Para Luis Lobo e Silva as organizações têm de estar alerta e deixar de pensar na cibersegurança como um custo. Para além do custo da reputação que é afetada por um ataque como este há os prejuízos financeiros a ter em conta depois de três dias com os sites em baixo, afirma.
“Este caso pode servir de exemplo para as empresas que não querem investir em cibersegurança mas não veem o que podem perder”, justifica Luis Lobo e Silva
O managing partner da Focus2Comply lembra que a legislação impõe às organizações públicas e operadores críticos um conjunto de obrigações de cibersegurança mas que outras empresas, nomeadamente os meios de comunicação social, também podem aplicar voluntariamente as mesmas normas. “A Impresa refere este ataque como um atentado à liberdade de imprensa, mas não sabemos até que ponto pode ser um ataque coordenado”, afirma, admitindo que os hackers poderiam até manter acesso aos sistemas para publicar fake news, um risco que não está fora de causa.

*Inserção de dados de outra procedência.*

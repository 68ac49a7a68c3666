//! Scheduling, world orchestration, and the run loop for the Dog Park
//! simulation.
//!
//! This crate owns all mutable simulation state. Each step advances the
//! clock, activates every scheduled agent once in a random order, and then
//! gives one new dog the chance to arrive at the entrance.
//!
//! # Modules
//!
//! - [`clock`] -- Step counter ([`StepClock`]).
//! - [`config`] -- Configuration loading from `dogpark-config.yaml` into
//!   strongly-typed structs.
//! - [`runner`] -- Bounded async run loop with a per-step callback.
//! - [`scheduler`] -- Agent registry and per-step random activation order.
//! - [`tick`] -- The per-step cycle: activation, dog turn resolution,
//!   arrivals.
//! - [`world`] -- [`World`]: construction, object placement and
//!   replenishment, dog admission, read-only queries.
//!
//! [`StepClock`]: clock::StepClock
//! [`World`]: world::World

pub mod clock;
pub mod config;
pub mod runner;
pub mod scheduler;
pub mod tick;
pub mod world;

pub use config::ParkConfig;
pub use runner::{NoOpCallback, RunBounds, SimulationEndReason, SimulationResult, TickCallback};
pub use tick::{TickError, TickSummary};
pub use world::{ArrivalOutcome, World, WorldError};
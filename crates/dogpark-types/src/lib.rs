//! Shared type definitions for the Dog Park simulation.
//!
//! Types defined here flow to every other crate in the workspace and, via
//! `ts-rs`, to `TypeScript` for whatever front-end renders the park.
//!
//! # Modules
//!
//! - [`ids`] -- Sequential identifier wrapper for agents
//! - [`enums`] -- Agent kinds and render display classification
//! - [`structs`] -- Grid cells, population counters, and the render snapshot

pub mod enums;
pub mod ids;
pub mod structs;

// Re-export all public types at crate root for convenience.
pub use enums::{AgentKind, DisplayKind};
pub use ids::AgentId;
pub use structs::{Cell, ParkSnapshot, PopulationStats, RenderEntity};

#[cfg(test)]
mod tests {
    //! `TypeScript` binding generation for the snapshot types.

    #[test]
    fn export_bindings() {
        use ts_rs::TS;

        let _ = crate::ids::AgentId::export_all();
        let _ = crate::enums::AgentKind::export_all();
        let _ = crate::enums::DisplayKind::export_all();
        let _ = crate::structs::Cell::export_all();
        let _ = crate::structs::PopulationStats::export_all();
        let _ = crate::structs::RenderEntity::export_all();
        let _ = crate::structs::ParkSnapshot::export_all();
    }
}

O Centro Nacional de Cibersegurança (CNCS) e a Polícia Judiciária já confirmaram ao SAPO TEK que estão a acompanhar a investigação do ataque, mas para já não adiantam detalhes adicionais, nem se pronunciam sobre a possibilidade de este ser apenas uma primeira ação do grupo em Portugal, que pode ter ainda desenvolvimentos, como aconteceu no Brasil.
As duas organizações têm reconhecido que o ransomware é um dos tipos de ameaças que tem crescido mais rapidamente e afetado empresas e particulares, mas não há dados sobre o impacto destes ataques, até porque muitos acabam por não ser divulgados e não se sabe se as empresas pagam os resgates ou conseguem recuperar acesso aos dados.
Rui Pinto, whistleblower e hacker que denunciou casos como os Football Leaks, Luanda Leaks e Malta Files já se pronunciou sobre o caso no Twitter, afirmando que "Só uma mente muito retorcida consegue fazer uma ligação entre o tipo de crimes pelo qual sou acusado, e ataques devastadores de Ransomware como o que atingiu a Impresa, e que nos últimos meses inoperabilizou hospitais, oleodutos e outros sectores estratégicos de vários países."
Sou assinante da Impresa, os meus dados podem estar comprometidos?
Para além da recuperação dos sistemas e dados da Impresa, da SIC, Expresso e Blitz, a preocupação estende-se também aos utilizadores dos sites, que estão entre os mais bem sucedidos numa estratégia de monetização do acesso às notícias online, no caso do Expresso, e na plataforma de streaming de conteúdos, a OPTO da SIC.
Vários testemunhos têm dados conta de SMS enviados a assinantes dos serviços, com informação do ataque do Lapsus$ Group, o que pode indiciar que as bases de dados de clientes estejam comprometidas, com os emails, telefones e passwords associadas.
Nestes casos o primeiro conselho para os utilizadores é para mudarem as suas passwords, e verificarem que não usam as mesmas palavras passe noutros serviços online, o que é bastante comum. Se os dados tiverem sido acedidos podem ser usados para entrar noutros serviços ou para mobilizar ataques de phishing para recolher mais informação.
Quer para os particulares quer para as empresas, a prevenção é sempre a melhor política na segurança online, evitando passwords fracas ou repetidas, não seguindo ligações suspeitas em emails ou mensagens e atualizando os sistemas sempre que há um novo update de segurança.
Na lista das piores passwords de 2021 estão palavras como “12345”, “maria” e “benfica” e é fácil ver porque devem ser evitadas.